Take from the data every line in which the word "match" is found.

▶ [GIVEN DATA]
*** Begin section ***
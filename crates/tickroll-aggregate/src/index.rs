//! Columnar view of a tick batch.

use std::collections::{BTreeMap, BTreeSet, HashMap};

use serde::{Deserialize, Serialize};
use tickroll_types::{
    LocalZone, RawRow, Result, SymbolFilter, TickRecord, TickrollError, columns,
};

/// What to do when two rows share an instant and symbol.
#[derive(Debug, Clone, Copy, PartialEq, Eq, Default, Serialize, Deserialize)]
#[serde(rename_all = "kebab-case")]
pub enum DuplicatePolicy {
    /// The later row replaces the earlier one.
    #[default]
    LastWriteWins,
    /// Fail with [`TickrollError::DuplicateTick`].
    Reject,
}

/// What to do when a selected row cannot be parsed.
#[derive(Debug, Clone, Copy, PartialEq, Eq, Default, Serialize, Deserialize)]
#[serde(rename_all = "kebab-case")]
pub enum RowErrorPolicy {
    /// Stop at the first bad row.
    #[default]
    FailFast,
    /// Drop the row with a warning and keep going.
    SkipAndLog,
}

/// Options for [`ColumnarIndex::build`].
#[derive(Debug, Clone, Copy, PartialEq, Eq, Default, Serialize, Deserialize)]
pub struct BuildOptions {
    /// Duplicate `(instant, symbol)` handling.
    pub duplicates: DuplicatePolicy,
    /// Unparsable row handling.
    pub row_errors: RowErrorPolicy,
}

impl BuildOptions {
    /// Sets the duplicate policy.
    #[must_use]
    pub const fn with_duplicates(mut self, duplicates: DuplicatePolicy) -> Self {
        self.duplicates = duplicates;
        self
    }

    /// Sets the row error policy.
    #[must_use]
    pub const fn with_row_errors(mut self, row_errors: RowErrorPolicy) -> Self {
        self.row_errors = row_errors;
        self
    }
}

/// Row counts gathered while building an index.
#[derive(Debug, Clone, Copy, Default, PartialEq, Eq, Serialize)]
pub struct BuildStats {
    /// Rows read.
    pub rows: usize,
    /// Rows inserted into the index.
    pub selected: usize,
    /// Rows dropped because they failed to parse.
    pub skipped: usize,
    /// Rows that replaced an earlier row for the same instant and symbol.
    pub duplicates: usize,
}

impl BuildStats {
    /// Returns the number of rows the selector rejected.
    #[must_use]
    pub const fn filtered(&self) -> usize {
        self.rows - self.selected - self.skipped
    }
}

/// Result of [`ColumnarIndex::build`].
#[derive(Debug, Clone, Default)]
pub struct IndexBuild {
    /// The built index.
    pub index: ColumnarIndex,
    /// Selected symbols, sorted and without repeats.
    pub symbols: Vec<String>,
    /// Row counts.
    pub stats: BuildStats,
}

/// Ticks of a batch arranged as `instant -> symbol -> tick`.
///
/// Instants are epoch seconds and iterate in ascending order.
#[derive(Debug, Clone, Default)]
pub struct ColumnarIndex {
    columns: BTreeMap<i64, HashMap<String, TickRecord>>,
}

impl ColumnarIndex {
    /// Builds an index from raw rows.
    ///
    /// Rows whose ticker the selector rejects are skipped before their
    /// timestamp or numbers are looked at. The selector is asked once per
    /// distinct ticker.
    ///
    /// # Errors
    ///
    /// Under [`RowErrorPolicy::FailFast`], returns the first missing column,
    /// malformed timestamp or malformed number of a selected row. Under
    /// [`DuplicatePolicy::Reject`], returns [`TickrollError::DuplicateTick`].
    pub fn build<I, S>(
        rows: I,
        zone: &LocalZone,
        selector: &S,
        options: BuildOptions,
    ) -> Result<IndexBuild>
    where
        I: IntoIterator,
        I::Item: RawRow,
        S: SymbolFilter + ?Sized,
    {
        let mut columns: BTreeMap<i64, HashMap<String, TickRecord>> = BTreeMap::new();
        let mut symbols = BTreeSet::new();
        let mut decisions: HashMap<String, bool> = HashMap::new();
        let mut stats = BuildStats::default();

        for row in rows {
            stats.rows += 1;

            let (symbol, instant, tick) = match read_row(&row, zone, selector, &mut decisions) {
                Ok(Some(parsed)) => parsed,
                Ok(None) => continue,
                Err(err) => match options.row_errors {
                    RowErrorPolicy::FailFast => return Err(err),
                    RowErrorPolicy::SkipAndLog => {
                        tracing::warn!(row = stats.rows, error = %err, "skipping row");
                        stats.skipped += 1;
                        continue;
                    }
                },
            };

            let slot = columns.entry(instant).or_default();
            if slot.insert(symbol.to_string(), tick).is_some() {
                match options.duplicates {
                    DuplicatePolicy::Reject => {
                        return Err(TickrollError::DuplicateTick {
                            symbol: symbol.to_string(),
                            instant,
                        });
                    }
                    DuplicatePolicy::LastWriteWins => {
                        tracing::debug!(symbol, instant, "duplicate tick replaced");
                        stats.duplicates += 1;
                    }
                }
            }

            stats.selected += 1;
            if !symbols.contains(symbol) {
                symbols.insert(symbol.to_string());
            }
        }

        tracing::debug!(
            rows = stats.rows,
            selected = stats.selected,
            skipped = stats.skipped,
            duplicates = stats.duplicates,
            instants = columns.len(),
            symbols = symbols.len(),
            "built columnar index"
        );

        Ok(IndexBuild {
            index: Self { columns },
            symbols: symbols.into_iter().collect(),
            stats,
        })
    }

    /// Returns the tick for `symbol` at `instant`, if any.
    #[must_use]
    pub fn get(&self, instant: i64, symbol: &str) -> Option<&TickRecord> {
        self.columns.get(&instant)?.get(symbol)
    }

    /// Returns every symbol's tick at `instant`.
    #[must_use]
    pub fn at(&self, instant: i64) -> Option<&HashMap<String, TickRecord>> {
        self.columns.get(&instant)
    }

    /// Returns all instants in ascending order.
    pub fn instants(&self) -> impl DoubleEndedIterator<Item = i64> + '_ {
        self.columns.keys().copied()
    }

    /// Returns `symbol`'s ticks in ascending instant order.
    pub fn series<'a>(&'a self, symbol: &'a str) -> impl Iterator<Item = (i64, &'a TickRecord)> + 'a {
        self.columns
            .iter()
            .filter_map(move |(&instant, row)| row.get(symbol).map(|tick| (instant, tick)))
    }

    /// Returns the earliest instant.
    #[must_use]
    pub fn first_instant(&self) -> Option<i64> {
        self.columns.keys().next().copied()
    }

    /// Returns the latest instant.
    #[must_use]
    pub fn last_instant(&self) -> Option<i64> {
        self.columns.keys().next_back().copied()
    }

    /// Returns the number of distinct instants.
    #[must_use]
    pub fn len(&self) -> usize {
        self.columns.len()
    }

    /// Returns true if no rows were selected.
    #[must_use]
    pub fn is_empty(&self) -> bool {
        self.columns.is_empty()
    }
}

/// Reads one row, returning `None` if the selector rejects its ticker.
fn read_row<'r, R, S>(
    row: &'r R,
    zone: &LocalZone,
    selector: &S,
    decisions: &mut HashMap<String, bool>,
) -> Result<Option<(&'r str, i64, TickRecord)>>
where
    R: RawRow,
    S: SymbolFilter + ?Sized,
{
    let symbol = row
        .field(columns::TICKER)
        .ok_or(TickrollError::MissingField(columns::TICKER))?;
    let accepted = match decisions.get(symbol) {
        Some(&accepted) => accepted,
        None => {
            let accepted = selector.accepts(symbol);
            decisions.insert(symbol.to_string(), accepted);
            accepted
        }
    };
    if !accepted {
        return Ok(None);
    }

    let raw_time = row
        .field(columns::DATE_TIME)
        .ok_or(TickrollError::MissingField(columns::DATE_TIME))?;
    let instant = zone.parse_instant(raw_time)?;
    let tick = TickRecord::from_row(row)?;

    Ok(Some((symbol, instant, tick)))
}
*** End section ***
▶ [WRITTEN RESPONSE]
            let (symbol, instant, tick) = match read_row(&row, zone, selector, &mut decisions) {
                Err(err) => match options.row_errors {
                match options.duplicates {
    let accepted = match decisions.get(symbol) {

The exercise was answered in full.